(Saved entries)
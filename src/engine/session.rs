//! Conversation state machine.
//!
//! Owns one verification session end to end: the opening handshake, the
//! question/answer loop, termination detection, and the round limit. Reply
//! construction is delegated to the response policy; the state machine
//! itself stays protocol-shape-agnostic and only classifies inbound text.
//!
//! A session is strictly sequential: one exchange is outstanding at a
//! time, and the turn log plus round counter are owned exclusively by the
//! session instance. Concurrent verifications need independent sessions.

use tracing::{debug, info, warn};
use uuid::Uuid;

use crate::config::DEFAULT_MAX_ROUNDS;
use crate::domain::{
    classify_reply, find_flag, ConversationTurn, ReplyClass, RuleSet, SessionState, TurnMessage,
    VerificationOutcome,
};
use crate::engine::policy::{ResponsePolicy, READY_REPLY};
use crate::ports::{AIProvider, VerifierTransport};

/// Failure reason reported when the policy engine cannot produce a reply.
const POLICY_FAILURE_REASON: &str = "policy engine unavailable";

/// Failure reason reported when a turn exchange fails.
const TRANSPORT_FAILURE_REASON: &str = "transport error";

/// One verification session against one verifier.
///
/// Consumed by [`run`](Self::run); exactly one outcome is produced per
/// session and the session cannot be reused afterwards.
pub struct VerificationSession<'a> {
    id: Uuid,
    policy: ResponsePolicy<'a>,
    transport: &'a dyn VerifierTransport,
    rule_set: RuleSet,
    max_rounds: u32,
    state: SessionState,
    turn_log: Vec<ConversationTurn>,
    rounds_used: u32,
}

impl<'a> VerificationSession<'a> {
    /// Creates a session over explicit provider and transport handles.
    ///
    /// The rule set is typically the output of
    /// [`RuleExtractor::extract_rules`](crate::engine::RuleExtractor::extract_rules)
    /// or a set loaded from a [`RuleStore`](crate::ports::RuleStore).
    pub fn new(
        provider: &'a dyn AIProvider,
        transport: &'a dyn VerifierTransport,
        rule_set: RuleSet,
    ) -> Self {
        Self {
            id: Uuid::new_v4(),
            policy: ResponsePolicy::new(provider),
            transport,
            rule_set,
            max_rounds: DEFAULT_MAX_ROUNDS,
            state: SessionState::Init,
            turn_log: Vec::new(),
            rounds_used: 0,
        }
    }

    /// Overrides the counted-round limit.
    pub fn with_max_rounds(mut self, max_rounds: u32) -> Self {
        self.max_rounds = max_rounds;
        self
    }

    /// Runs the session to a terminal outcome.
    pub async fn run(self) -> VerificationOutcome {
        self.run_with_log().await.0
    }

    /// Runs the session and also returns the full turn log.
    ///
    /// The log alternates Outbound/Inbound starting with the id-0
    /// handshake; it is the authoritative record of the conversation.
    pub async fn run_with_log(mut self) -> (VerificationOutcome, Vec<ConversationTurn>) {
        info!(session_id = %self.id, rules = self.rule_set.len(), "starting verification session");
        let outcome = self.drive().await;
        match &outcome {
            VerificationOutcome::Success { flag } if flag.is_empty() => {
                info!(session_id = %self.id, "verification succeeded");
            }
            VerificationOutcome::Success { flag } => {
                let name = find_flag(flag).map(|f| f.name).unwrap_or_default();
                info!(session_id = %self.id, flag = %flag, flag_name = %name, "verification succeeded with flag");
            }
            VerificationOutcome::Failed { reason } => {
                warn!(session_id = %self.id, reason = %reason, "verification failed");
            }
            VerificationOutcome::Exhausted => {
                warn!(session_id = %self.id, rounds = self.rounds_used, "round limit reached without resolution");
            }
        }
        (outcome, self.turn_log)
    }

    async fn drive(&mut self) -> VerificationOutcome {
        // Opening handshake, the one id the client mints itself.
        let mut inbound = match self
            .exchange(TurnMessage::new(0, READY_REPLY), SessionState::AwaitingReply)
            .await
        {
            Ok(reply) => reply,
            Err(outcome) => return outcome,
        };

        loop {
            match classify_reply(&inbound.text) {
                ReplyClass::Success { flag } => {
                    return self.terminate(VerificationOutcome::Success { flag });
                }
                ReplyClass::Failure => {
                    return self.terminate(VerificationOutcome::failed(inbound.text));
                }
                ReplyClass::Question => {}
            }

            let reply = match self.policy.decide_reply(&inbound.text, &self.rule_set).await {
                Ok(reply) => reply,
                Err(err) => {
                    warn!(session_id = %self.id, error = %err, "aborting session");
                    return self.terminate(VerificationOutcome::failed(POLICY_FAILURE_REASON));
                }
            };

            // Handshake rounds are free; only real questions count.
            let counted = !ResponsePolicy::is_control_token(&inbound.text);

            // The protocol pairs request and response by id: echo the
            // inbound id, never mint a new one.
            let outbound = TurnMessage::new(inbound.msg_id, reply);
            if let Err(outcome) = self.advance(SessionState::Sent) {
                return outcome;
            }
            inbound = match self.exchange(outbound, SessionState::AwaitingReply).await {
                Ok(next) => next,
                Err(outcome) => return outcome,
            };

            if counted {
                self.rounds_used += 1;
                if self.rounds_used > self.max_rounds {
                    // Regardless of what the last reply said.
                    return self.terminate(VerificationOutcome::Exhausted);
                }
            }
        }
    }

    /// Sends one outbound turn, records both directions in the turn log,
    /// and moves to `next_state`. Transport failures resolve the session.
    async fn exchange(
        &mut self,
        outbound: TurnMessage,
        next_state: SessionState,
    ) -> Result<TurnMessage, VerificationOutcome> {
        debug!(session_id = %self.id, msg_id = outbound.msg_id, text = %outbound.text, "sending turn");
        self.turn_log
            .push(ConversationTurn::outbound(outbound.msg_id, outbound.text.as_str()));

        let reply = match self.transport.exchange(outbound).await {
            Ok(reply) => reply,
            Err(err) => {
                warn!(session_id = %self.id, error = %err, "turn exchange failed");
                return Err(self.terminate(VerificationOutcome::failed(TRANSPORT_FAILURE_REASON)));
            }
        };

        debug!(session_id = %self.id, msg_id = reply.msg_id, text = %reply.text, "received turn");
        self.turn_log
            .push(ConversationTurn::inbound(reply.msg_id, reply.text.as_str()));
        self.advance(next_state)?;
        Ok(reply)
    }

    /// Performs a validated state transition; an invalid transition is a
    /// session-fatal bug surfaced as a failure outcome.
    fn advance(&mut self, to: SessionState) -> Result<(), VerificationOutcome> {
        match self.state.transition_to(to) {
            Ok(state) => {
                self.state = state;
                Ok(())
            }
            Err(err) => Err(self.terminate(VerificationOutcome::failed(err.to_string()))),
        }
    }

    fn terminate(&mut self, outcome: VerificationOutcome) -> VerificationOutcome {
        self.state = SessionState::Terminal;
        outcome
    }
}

■ WHAT THE TASK REQUIRES: Print the entries once more, identical in every line.

■ THE ANSWER:
filename src/engine/session.rs
//! Conversation state machine.
//!
//! Owns one verification session end to end: the opening handshake, the
//! question/answer loop, termination detection, and the round limit. Reply
//! construction is delegated to the response policy; the state machine
//! itself stays protocol-shape-agnostic and only classifies inbound text.
//!
//! A session is strictly sequential: one exchange is outstanding at a
//! time, and the turn log plus round counter are owned exclusively by the
//! session instance. Concurrent verifications need independent sessions.

use tracing::{debug, info, warn};
use uuid::Uuid;

use crate::config::DEFAULT_MAX_ROUNDS;
use crate::domain::{
    classify_reply, find_flag, ConversationTurn, ReplyClass, RuleSet, SessionState, TurnMessage,
    VerificationOutcome,
};
use crate::engine::policy::{ResponsePolicy, READY_REPLY};
use crate::ports::{AIProvider, VerifierTransport};

/// Failure reason reported when the policy engine cannot produce a reply.
const POLICY_FAILURE_REASON: &str = "policy engine unavailable";

/// Failure reason reported when a turn exchange fails.
const TRANSPORT_FAILURE_REASON: &str = "transport error";

/// One verification session against one verifier.
///
/// Consumed by [`run`](Self::run); exactly one outcome is produced per
/// session and the session cannot be reused afterwards.
pub struct VerificationSession<'a> {
    id: Uuid,
    policy: ResponsePolicy<'a>,
    transport: &'a dyn VerifierTransport,
    rule_set: RuleSet,
    max_rounds: u32,
    state: SessionState,
    turn_log: Vec<ConversationTurn>,
    rounds_used: u32,
}

impl<'a> VerificationSession<'a> {
    /// Creates a session over explicit provider and transport handles.
    ///
    /// The rule set is typically the output of
    /// [`RuleExtractor::extract_rules`](crate::engine::RuleExtractor::extract_rules)
    /// or a set loaded from a [`RuleStore`](crate::ports::RuleStore).
    pub fn new(
        provider: &'a dyn AIProvider,
        transport: &'a dyn VerifierTransport,
        rule_set: RuleSet,
    ) -> Self {
        Self {
            id: Uuid::new_v4(),
            policy: ResponsePolicy::new(provider),
            transport,
            rule_set,
            max_rounds: DEFAULT_MAX_ROUNDS,
            state: SessionState::Init,
            turn_log: Vec::new(),
            rounds_used: 0,
        }
    }

    /// Overrides the counted-round limit.
    pub fn with_max_rounds(mut self, max_rounds: u32) -> Self {
        self.max_rounds = max_rounds;
        self
    }

    /// Runs the session to a terminal outcome.
    pub async fn run(self) -> VerificationOutcome {
        self.run_with_log().await.0
    }

    /// Runs the session and also returns the full turn log.
    ///
    /// The log alternates Outbound/Inbound starting with the id-0
    /// handshake; it is the authoritative record of the conversation.
    pub async fn run_with_log(mut self) -> (VerificationOutcome, Vec<ConversationTurn>) {
        info!(session_id = %self.id, rules = self.rule_set.len(), "starting verification session");
        let outcome = self.drive().await;
        match &outcome {
            VerificationOutcome::Success { flag } if flag.is_empty() => {
                info!(session_id = %self.id, "verification succeeded");
            }
            VerificationOutcome::Success { flag } => {
                let name = find_flag(flag).map(|f| f.name).unwrap_or_default();
                info!(session_id = %self.id, flag = %flag, flag_name = %name, "verification succeeded with flag");
            }
            VerificationOutcome::Failed { reason } => {
                warn!(session_id = %self.id, reason = %reason, "verification failed");
            }
            VerificationOutcome::Exhausted => {
                warn!(session_id = %self.id, rounds = self.rounds_used, "round limit reached without resolution");
            }
        }
        (outcome, self.turn_log)
    }

    async fn drive(&mut self) -> VerificationOutcome {
        // Opening handshake, the one id the client mints itself.
        let mut inbound = match self
            .exchange(TurnMessage::new(0, READY_REPLY), SessionState::AwaitingReply)
            .await
        {
            Ok(reply) => reply,
            Err(outcome) => return outcome,
        };

        loop {
            match classify_reply(&inbound.text) {
                ReplyClass::Success { flag } => {
                    return self.terminate(VerificationOutcome::Success { flag });
                }
                ReplyClass::Failure => {
                    return self.terminate(VerificationOutcome::failed(inbound.text));
                }
                ReplyClass::Question => {}
            }

            let reply = match self.policy.decide_reply(&inbound.text, &self.rule_set).await {
                Ok(reply) => reply,
                Err(err) => {
                    warn!(session_id = %self.id, error = %err, "aborting session");
                    return self.terminate(VerificationOutcome::failed(POLICY_FAILURE_REASON));
                }
            };

            // Handshake rounds are free; only real questions count.
            let counted = !ResponsePolicy::is_control_token(&inbound.text);

            // The protocol pairs request and response by id: echo the
            // inbound id, never mint a new one.
            let outbound = TurnMessage::new(inbound.msg_id, reply);
            if let Err(outcome) = self.advance(SessionState::Sent) {
                return outcome;
            }
            inbound = match self.exchange(outbound, SessionState::AwaitingReply).await {
                Ok(next) => next,
                Err(outcome) => return outcome,
            };

            if counted {
                self.rounds_used += 1;
                if self.rounds_used > self.max_rounds {
                    // Regardless of what the last reply said.
                    return self.terminate(VerificationOutcome::Exhausted);
                }
            }
        }
    }

    /// Sends one outbound turn, records both directions in the turn log,
    /// and moves to `next_state`. Transport failures resolve the session.
    async fn exchange(
        &mut self,
        outbound: TurnMessage,
        next_state: SessionState,
    ) -> Result<TurnMessage, VerificationOutcome> {
        debug!(session_id = %self.id, msg_id = outbound.msg_id, text = %outbound.text, "sending turn");
        self.turn_log
            .push(ConversationTurn::outbound(outbound.msg_id, outbound.text.as_str()));

        let reply = match self.transport.exchange(outbound).await {
            Ok(reply) => reply,
            Err(err) => {
                warn!(session_id = %self.id, error = %err, "turn exchange failed");
                return Err(self.terminate(VerificationOutcome::failed(TRANSPORT_FAILURE_REASON)));
            }
        };

        debug!(session_id = %self.id, msg_id = reply.msg_id, text = %reply.text, "received turn");
        self.turn_log
            .push(ConversationTurn::inbound(reply.msg_id, reply.text.as_str()));
        self.advance(next_state)?;
        Ok(reply)
    }

    /// Performs a validated state transition; an invalid transition is a
    /// session-fatal bug surfaced as a failure outcome.
    fn advance(&mut self, to: SessionState) -> Result<(), VerificationOutcome> {
        match self.state.transition_to(to) {
            Ok(state) => {
                self.state = state;
                Ok(())
            }
            Err(err) => Err(self.terminate(VerificationOutcome::failed(err.to_string()))),
        }
    }

    fn terminate(&mut self, outcome: VerificationOutcome) -> VerificationOutcome {
        self.state = SessionState::Terminal;
        outcome
    }
}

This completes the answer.